**What needs to be done:** A faithful copy of the entire listing is what is needed.
"""
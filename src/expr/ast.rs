use std::str::FromStr;

use serde::Deserialize;
use serde_json::{Map, Value};

use super::ExprError;

/// Comparison applied by a single [`FilterCondition`].
#[derive(Debug, Clone, Copy, PartialEq, Eq, Hash, Default, Deserialize)]
#[serde(try_from = "String")]
pub enum OperatorKind {
    #[default]
    Equals,
    BeginsWith,
    Contains,
    NotEqual,
    LessThan,
    LessOrEqual,
    GreaterThan,
    GreaterOrEqual,
    Between,
    AttributeNotExists,
    AttributeExists,
    AttributeType,
    Size,
}

impl OperatorKind {
    pub fn as_str(&self) -> &'static str {
        match self {
            OperatorKind::Equals => "equals",
            OperatorKind::BeginsWith => "begins_with",
            OperatorKind::Contains => "contains",
            OperatorKind::NotEqual => "neq",
            OperatorKind::LessThan => "less_than",
            OperatorKind::LessOrEqual => "less_or_equal",
            OperatorKind::GreaterThan => "greater_than",
            OperatorKind::GreaterOrEqual => "greater_or_equal",
            OperatorKind::Between => "between",
            OperatorKind::AttributeNotExists => "attribute_not_exists",
            OperatorKind::AttributeExists => "attribute_exists",
            OperatorKind::AttributeType => "attribute_type",
            OperatorKind::Size => "size",
        }
    }

    /// Existence checks reference the attribute name only.
    pub fn takes_value(&self) -> bool {
        !matches!(
            self,
            OperatorKind::AttributeExists | OperatorKind::AttributeNotExists
        )
    }
}

impl FromStr for OperatorKind {
    type Err = ExprError;

    fn from_str(s: &str) -> Result<Self, Self::Err> {
        let operator = match s.trim().to_ascii_lowercase().as_str() {
            "" | "eq" | "equals" => OperatorKind::Equals,
            "begins_with" => OperatorKind::BeginsWith,
            "contains" => OperatorKind::Contains,
            "neq" => OperatorKind::NotEqual,
            "less_than" => OperatorKind::LessThan,
            "less_or_equal" => OperatorKind::LessOrEqual,
            "greater_than" => OperatorKind::GreaterThan,
            "greater_or_equal" => OperatorKind::GreaterOrEqual,
            "between" => OperatorKind::Between,
            "attribute_not_exists" => OperatorKind::AttributeNotExists,
            "attribute_exists" => OperatorKind::AttributeExists,
            "attribute_type" => OperatorKind::AttributeType,
            "size" => OperatorKind::Size,
            _ => {
                return Err(ExprError::UnknownOperator {
                    operator: s.to_string(),
                });
            }
        };
        Ok(operator)
    }
}

impl TryFrom<String> for OperatorKind {
    type Error = ExprError;

    fn try_from(value: String) -> Result<Self, Self::Error> {
        value.parse()
    }
}

/// Connective used to join key-condition or filter fragments.
#[derive(Debug, Clone, Copy, PartialEq, Eq, Default, Deserialize)]
#[serde(try_from = "String")]
pub enum LogicalOperator {
    #[default]
    And,
    Or,
}

impl LogicalOperator {
    pub fn as_str(&self) -> &'static str {
        match self {
            LogicalOperator::And => "AND",
            LogicalOperator::Or => "OR",
        }
    }

    pub fn join(&self, fragments: &[String]) -> String {
        fragments.join(&format!(" {} ", self.as_str()))
    }
}

impl FromStr for LogicalOperator {
    type Err = ExprError;

    fn from_str(s: &str) -> Result<Self, Self::Err> {
        if s.eq_ignore_ascii_case("and") {
            Ok(LogicalOperator::And)
        } else if s.eq_ignore_ascii_case("or") {
            Ok(LogicalOperator::Or)
        } else {
            Err(ExprError::UnknownLogicalOperator {
                operator: s.to_string(),
            })
        }
    }
}

impl TryFrom<String> for LogicalOperator {
    type Error = ExprError;

    fn try_from(value: String) -> Result<Self, Self::Error> {
        value.parse()
    }
}

#[derive(Debug, Clone, Copy, PartialEq, Eq, Default, Deserialize)]
#[serde(try_from = "String")]
pub enum SortOrder {
    #[default]
    Ascending,
    Descending,
}

impl FromStr for SortOrder {
    type Err = ExprError;

    fn from_str(s: &str) -> Result<Self, Self::Err> {
        if s.eq_ignore_ascii_case("asc") {
            Ok(SortOrder::Ascending)
        } else if s.eq_ignore_ascii_case("desc") {
            Ok(SortOrder::Descending)
        } else {
            Err(ExprError::UnknownSortOrder {
                sort: s.to_string(),
            })
        }
    }
}

impl TryFrom<String> for SortOrder {
    type Error = ExprError;

    fn try_from(value: String) -> Result<Self, Self::Error> {
        value.parse()
    }
}

#[derive(Debug, Clone, PartialEq, Deserialize)]
#[serde(rename_all = "camelCase")]
pub struct FilterCondition {
    pub field: String,
    #[serde(default)]
    pub value: Value,
    #[serde(default)]
    pub value2: Option<Value>,
    #[serde(default)]
    pub operator: OperatorKind,
}

impl FilterCondition {
    pub fn new(field: impl Into<String>, operator: OperatorKind, value: impl Into<Value>) -> Self {
        Self {
            field: field.into(),
            value: value.into(),
            value2: None,
            operator,
        }
    }

    pub fn equals(field: impl Into<String>, value: impl Into<Value>) -> Self {
        Self::new(field, OperatorKind::Equals, value)
    }

    pub fn between(
        field: impl Into<String>,
        lower: impl Into<Value>,
        upper: impl Into<Value>,
    ) -> Self {
        Self {
            value2: Some(upper.into()),
            ..Self::new(field, OperatorKind::Between, lower)
        }
    }

    pub fn exists(field: impl Into<String>) -> Self {
        Self::new(field, OperatorKind::AttributeExists, Value::Null)
    }

    pub fn not_exists(field: impl Into<String>) -> Self {
        Self::new(field, OperatorKind::AttributeNotExists, Value::Null)
    }
}

/// Partition key of a list query: a bare value stored under `pk`, or a
/// single `attribute -> value` pair for tables and indexes keyed differently.
#[derive(Debug, Clone, PartialEq, Deserialize)]
#[serde(try_from = "Value")]
pub enum PartitionKey {
    Value(Value),
    Attribute { name: String, value: Value },
}

impl PartitionKey {
    pub const DEFAULT_ATTRIBUTE: &'static str = "pk";

    pub fn attribute(name: impl Into<String>, value: impl Into<Value>) -> Self {
        PartitionKey::Attribute {
            name: name.into(),
            value: value.into(),
        }
    }

    pub fn name(&self) -> &str {
        match self {
            PartitionKey::Value(_) => Self::DEFAULT_ATTRIBUTE,
            PartitionKey::Attribute { name, .. } => name,
        }
    }

    pub fn value(&self) -> &Value {
        match self {
            PartitionKey::Value(value) | PartitionKey::Attribute { value, .. } => value,
        }
    }
}

impl TryFrom<Value> for PartitionKey {
    type Error = ExprError;

    fn try_from(value: Value) -> Result<Self, Self::Error> {
        match value {
            Value::Object(map) => partition_key_from_map(map),
            other => Ok(PartitionKey::Value(other)),
        }
    }
}

impl From<&str> for PartitionKey {
    fn from(value: &str) -> Self {
        PartitionKey::Value(Value::String(value.to_string()))
    }
}

impl From<String> for PartitionKey {
    fn from(value: String) -> Self {
        PartitionKey::Value(Value::String(value))
    }
}

fn partition_key_from_map(map: Map<String, Value>) -> Result<PartitionKey, ExprError> {
    let len = map.len();
    let mut entries = map.into_iter();
    match (entries.next(), entries.next()) {
        (Some((name, value)), None) => Ok(PartitionKey::Attribute { name, value }),
        _ => Err(ExprError::InvalidPartitionKey {
            message: format!("expected a single attribute, got {len}"),
        }),
    }
}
"""
**Output:**
filename src/expr/ast.rs
use std::str::FromStr;

use serde::Deserialize;
use serde_json::{Map, Value};

use super::ExprError;

/// Comparison applied by a single [`FilterCondition`].
#[derive(Debug, Clone, Copy, PartialEq, Eq, Hash, Default, Deserialize)]
#[serde(try_from = "String")]
pub enum OperatorKind {
    #[default]
    Equals,
    BeginsWith,
    Contains,
    NotEqual,
    LessThan,
    LessOrEqual,
    GreaterThan,
    GreaterOrEqual,
    Between,
    AttributeNotExists,
    AttributeExists,
    AttributeType,
    Size,
}

impl OperatorKind {
    pub fn as_str(&self) -> &'static str {
        match self {
            OperatorKind::Equals => "equals",
            OperatorKind::BeginsWith => "begins_with",
            OperatorKind::Contains => "contains",
            OperatorKind::NotEqual => "neq",
            OperatorKind::LessThan => "less_than",
            OperatorKind::LessOrEqual => "less_or_equal",
            OperatorKind::GreaterThan => "greater_than",
            OperatorKind::GreaterOrEqual => "greater_or_equal",
            OperatorKind::Between => "between",
            OperatorKind::AttributeNotExists => "attribute_not_exists",
            OperatorKind::AttributeExists => "attribute_exists",
            OperatorKind::AttributeType => "attribute_type",
            OperatorKind::Size => "size",
        }
    }

    /// Existence checks reference the attribute name only.
    pub fn takes_value(&self) -> bool {
        !matches!(
            self,
            OperatorKind::AttributeExists | OperatorKind::AttributeNotExists
        )
    }
}

impl FromStr for OperatorKind {
    type Err = ExprError;

    fn from_str(s: &str) -> Result<Self, Self::Err> {
        let operator = match s.trim().to_ascii_lowercase().as_str() {
            "" | "eq" | "equals" => OperatorKind::Equals,
            "begins_with" => OperatorKind::BeginsWith,
            "contains" => OperatorKind::Contains,
            "neq" => OperatorKind::NotEqual,
            "less_than" => OperatorKind::LessThan,
            "less_or_equal" => OperatorKind::LessOrEqual,
            "greater_than" => OperatorKind::GreaterThan,
            "greater_or_equal" => OperatorKind::GreaterOrEqual,
            "between" => OperatorKind::Between,
            "attribute_not_exists" => OperatorKind::AttributeNotExists,
            "attribute_exists" => OperatorKind::AttributeExists,
            "attribute_type" => OperatorKind::AttributeType,
            "size" => OperatorKind::Size,
            _ => {
                return Err(ExprError::UnknownOperator {
                    operator: s.to_string(),
                });
            }
        };
        Ok(operator)
    }
}

impl TryFrom<String> for OperatorKind {
    type Error = ExprError;

    fn try_from(value: String) -> Result<Self, Self::Error> {
        value.parse()
    }
}

/// Connective used to join key-condition or filter fragments.
#[derive(Debug, Clone, Copy, PartialEq, Eq, Default, Deserialize)]
#[serde(try_from = "String")]
pub enum LogicalOperator {
    #[default]
    And,
    Or,
}

impl LogicalOperator {
    pub fn as_str(&self) -> &'static str {
        match self {
            LogicalOperator::And => "AND",
            LogicalOperator::Or => "OR",
        }
    }

    pub fn join(&self, fragments: &[String]) -> String {
        fragments.join(&format!(" {} ", self.as_str()))
    }
}

impl FromStr for LogicalOperator {
    type Err = ExprError;

    fn from_str(s: &str) -> Result<Self, Self::Err> {
        if s.eq_ignore_ascii_case("and") {
            Ok(LogicalOperator::And)
        } else if s.eq_ignore_ascii_case("or") {
            Ok(LogicalOperator::Or)
        } else {
            Err(ExprError::UnknownLogicalOperator {
                operator: s.to_string(),
            })
        }
    }
}

impl TryFrom<String> for LogicalOperator {
    type Error = ExprError;

    fn try_from(value: String) -> Result<Self, Self::Error> {
        value.parse()
    }
}

#[derive(Debug, Clone, Copy, PartialEq, Eq, Default, Deserialize)]
#[serde(try_from = "String")]
pub enum SortOrder {
    #[default]
    Ascending,
    Descending,
}

impl FromStr for SortOrder {
    type Err = ExprError;

    fn from_str(s: &str) -> Result<Self, Self::Err> {
        if s.eq_ignore_ascii_case("asc") {
            Ok(SortOrder::Ascending)
        } else if s.eq_ignore_ascii_case("desc") {
            Ok(SortOrder::Descending)
        } else {
            Err(ExprError::UnknownSortOrder {
                sort: s.to_string(),
            })
        }
    }
}

impl TryFrom<String> for SortOrder {
    type Error = ExprError;

    fn try_from(value: String) -> Result<Self, Self::Error> {
        value.parse()
    }
}

#[derive(Debug, Clone, PartialEq, Deserialize)]
#[serde(rename_all = "camelCase")]
pub struct FilterCondition {
    pub field: String,
    #[serde(default)]
    pub value: Value,
    #[serde(default)]
    pub value2: Option<Value>,
    #[serde(default)]
    pub operator: OperatorKind,
}

impl FilterCondition {
    pub fn new(field: impl Into<String>, operator: OperatorKind, value: impl Into<Value>) -> Self {
        Self {
            field: field.into(),
            value: value.into(),
            value2: None,
            operator,
        }
    }

    pub fn equals(field: impl Into<String>, value: impl Into<Value>) -> Self {
        Self::new(field, OperatorKind::Equals, value)
    }

    pub fn between(
        field: impl Into<String>,
        lower: impl Into<Value>,
        upper: impl Into<Value>,
    ) -> Self {
        Self {
            value2: Some(upper.into()),
            ..Self::new(field, OperatorKind::Between, lower)
        }
    }

    pub fn exists(field: impl Into<String>) -> Self {
        Self::new(field, OperatorKind::AttributeExists, Value::Null)
    }

    pub fn not_exists(field: impl Into<String>) -> Self {
        Self::new(field, OperatorKind::AttributeNotExists, Value::Null)
    }
}

/// Partition key of a list query: a bare value stored under `pk`, or a
/// single `attribute -> value` pair for tables and indexes keyed differently.
#[derive(Debug, Clone, PartialEq, Deserialize)]
#[serde(try_from = "Value")]
pub enum PartitionKey {
    Value(Value),
    Attribute { name: String, value: Value },
}

impl PartitionKey {
    pub const DEFAULT_ATTRIBUTE: &'static str = "pk";

    pub fn attribute(name: impl Into<String>, value: impl Into<Value>) -> Self {
        PartitionKey::Attribute {
            name: name.into(),
            value: value.into(),
        }
    }

    pub fn name(&self) -> &str {
        match self {
            PartitionKey::Value(_) => Self::DEFAULT_ATTRIBUTE,
            PartitionKey::Attribute { name, .. } => name,
        }
    }

    pub fn value(&self) -> &Value {
        match self {
            PartitionKey::Value(value) | PartitionKey::Attribute { value, .. } => value,
        }
    }
}

impl TryFrom<Value> for PartitionKey {
    type Error = ExprError;

    fn try_from(value: Value) -> Result<Self, Self::Error> {
        match value {
            Value::Object(map) => partition_key_from_map(map),
            other => Ok(PartitionKey::Value(other)),
        }
    }
}

impl From<&str> for PartitionKey {
    fn from(value: &str) -> Self {
        PartitionKey::Value(Value::String(value.to_string()))
    }
}

impl From<String> for PartitionKey {
    fn from(value: String) -> Self {
        PartitionKey::Value(Value::String(value))
    }
}

fn partition_key_from_map(map: Map<String, Value>) -> Result<PartitionKey, ExprError> {
    let len = map.len();
    let mut entries = map.into_iter();
    match (entries.next(), entries.next()) {
        (Some((name, value)), None) => Ok(PartitionKey::Attribute { name, value }),
        _ => Err(ExprError::InvalidPartitionKey {
            message: format!("expected a single attribute, got {len}"),
        }),
    }
}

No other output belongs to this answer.